Karo is kinda pudgy, I think I remember him coming in a bit heavy on one occasion but I'm not positive. But I actually don't experience a lack of appetite when I take painkillers. I can bash food like no other when I'm on vikes or percs. But I tend not to do it often because it kind of kills the buzz.


----------



## ARM*BAR (Nov 7, 2009)

[QUOTE052548]It occurs to me that many painkillers are reputed to have an appetite suppressant effect. IDK if this is relevant, but Karo is in a sport where weight cutting and making weight are of significant importance.[/QUOTE]
yea this one made me think... there are painkillers that suppress ones appetite. was this one reason why?
I don't know but i am sure it would help with the weight cutting

Dana White told the press today that Parisyan has had some issues for sometime now and that the UFC has gone out of their way to get Karo help.

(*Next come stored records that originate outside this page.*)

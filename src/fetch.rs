//! Blocking HTTP client for previous-sitemap recovery and freshness probes.
//!
//! Every request is bounded by the configured timeout. Non-success statuses
//! surface as errors; callers decide whether that is soft (previous-state
//! load) or fatal (a required content fetch).

use anyhow::{Context, Result, bail};
use reqwest::blocking::Client;
use reqwest::header::LAST_MODIFIED;
use std::time::Duration;

/// HTTP client wrapper used for GET/HEAD probes.
pub struct Fetcher {
    client: Client,
}

impl Fetcher {
    /// Creates a fetcher with the given per-request timeout and user agent.
    pub fn new(timeout: Duration, user_agent: &str) -> Result<Self> {
        let client = Client::builder()
            .timeout(timeout)
            .user_agent(user_agent)
            .build()
            .context("Failed to build HTTP client")?;
        Ok(Self { client })
    }

    /// Fetch a resource body as bytes. Non-success status is an error.
    pub fn get_bytes(&self, url: &str) -> Result<Vec<u8>> {
        let response = self
            .client
            .get(url)
            .send()
            .with_context(|| format!("GET {url} failed"))?;

        let status = response.status();
        if !status.is_success() {
            bail!("GET {url} returned {status}");
        }

        Ok(response
            .bytes()
            .with_context(|| format!("Failed to read body of {url}"))?
            .to_vec())
    }

    /// Fetch a resource body as text. Non-success status is an error.
    pub fn get_text(&self, url: &str) -> Result<String> {
        let bytes = self.get_bytes(url)?;
        String::from_utf8(bytes).with_context(|| format!("Body of {url} is not valid UTF-8"))
    }

    /// HEAD request returning the raw `Last-Modified` header, if any.
    ///
    /// `Ok(None)` means the server answered without the header; an error
    /// means the probe itself failed.
    pub fn head_last_modified(&self, url: &str) -> Result<Option<String>> {
        let response = self
            .client
            .head(url)
            .send()
            .with_context(|| format!("HEAD {url} failed"))?;

        let status = response.status();
        if !status.is_success() {
            bail!("HEAD {url} returned {status}");
        }

        Ok(response
            .headers()
            .get(LAST_MODIFIED)
            .and_then(|value| value.to_str().ok())
            .map(str::to_owned))
    }
}

// ============================================================================
// Tests
// ============================================================================

#[cfg(test)]
mod tests {
    use super::*;

    #[test]
    fn test_fetcher_build() {
        assert!(Fetcher::new(Duration::from_secs(10), "freshmap-test/0").is_ok());
    }

    #[test]
    fn test_get_bytes_unresolvable_host() {
        let fetcher = Fetcher::new(Duration::from_secs(1), "freshmap-test/0").unwrap();
        // .invalid is reserved and never resolves
        assert!(fetcher.get_bytes("https://host.invalid/sitemap.xml").is_err());
    }

    #[test]
    fn test_head_unresolvable_host() {
        let fetcher = Fetcher::new(Duration::from_secs(1), "freshmap-test/0").unwrap();
        assert!(fetcher.head_last_modified("https://host.invalid/").is_err());
    }
}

He was not specific about Karo's problems but said that this issue is not new.
It sounds like Dana White have tried to help Karo to what extent, I know this is not a new subject among fighters.
We has a greet and meet with a fighter whom will remain Unanimous and at a club after i was told by some of my people that this fighter was snorting rails off the table in a booth.... i don't know if, or what degree this is true i did not witness this. So iam sure this is nothing new for the UFC and they probably know some great programs and treatment centers.


----------



## MooJuice (Dec 12, 2008)

ARM*BAR said:


> I think your confusing the most dangerous drug to use versus the most addictive, withdrawl symptoms are not the only indicators for determining an addiction rating. Many people die from withdrawls from alcohol too any ways here are three links to reputable treatment centres/guides that have done studies.
> http://www.michaelshouse.com/drug-addiction/most-addictive-drugs-world.html
> http://www.drugrehabtreatment.com/most-addictive-drugs.html
> http://www.blurtit.com/q3150977.html
> ...


no, i'm not confusing the topics at all. And the jury is not out either; the only confusion i can see is a difference in definitions of addiction. as hex rei stated, addiction is usually defined by most as how much damage it does to you and those around you even when you want to stop. On this note, have you ever seen a homeless, emaciated, smoker who prostitutes themselves so that they can afford a gigantic nicotine habit? I certainly haven't.

and secondly, addiction does in fact have a stringent set of definitions by which most researchers, professors and specialists in the area abide. I won't list them here unless absolutely necessary, but the point is that your post made false assumptions as well as statements.

Also, for the record, opiate (including heroin) withdrawals cannot kill you. I don't know why you assumed that. It's simply a fact. you may kill yourself, but they cannot kill you alone. the only withdrawals that can kill are the ones from substances that primarily stimulate GABA receptors - 2 of the most well known of these are gamma-hydroxybutyric acid and ethanol. (GHB AND booze)

*edit for flexor - 



flexor said:


> addiction to pain killers only requires the addictee to say no.





swpthleg said:


> That's a bit of an oversimplification.





flexor said:


> Not really, Ive been through it.
> 
> Quitting smoking is a far more difficult task.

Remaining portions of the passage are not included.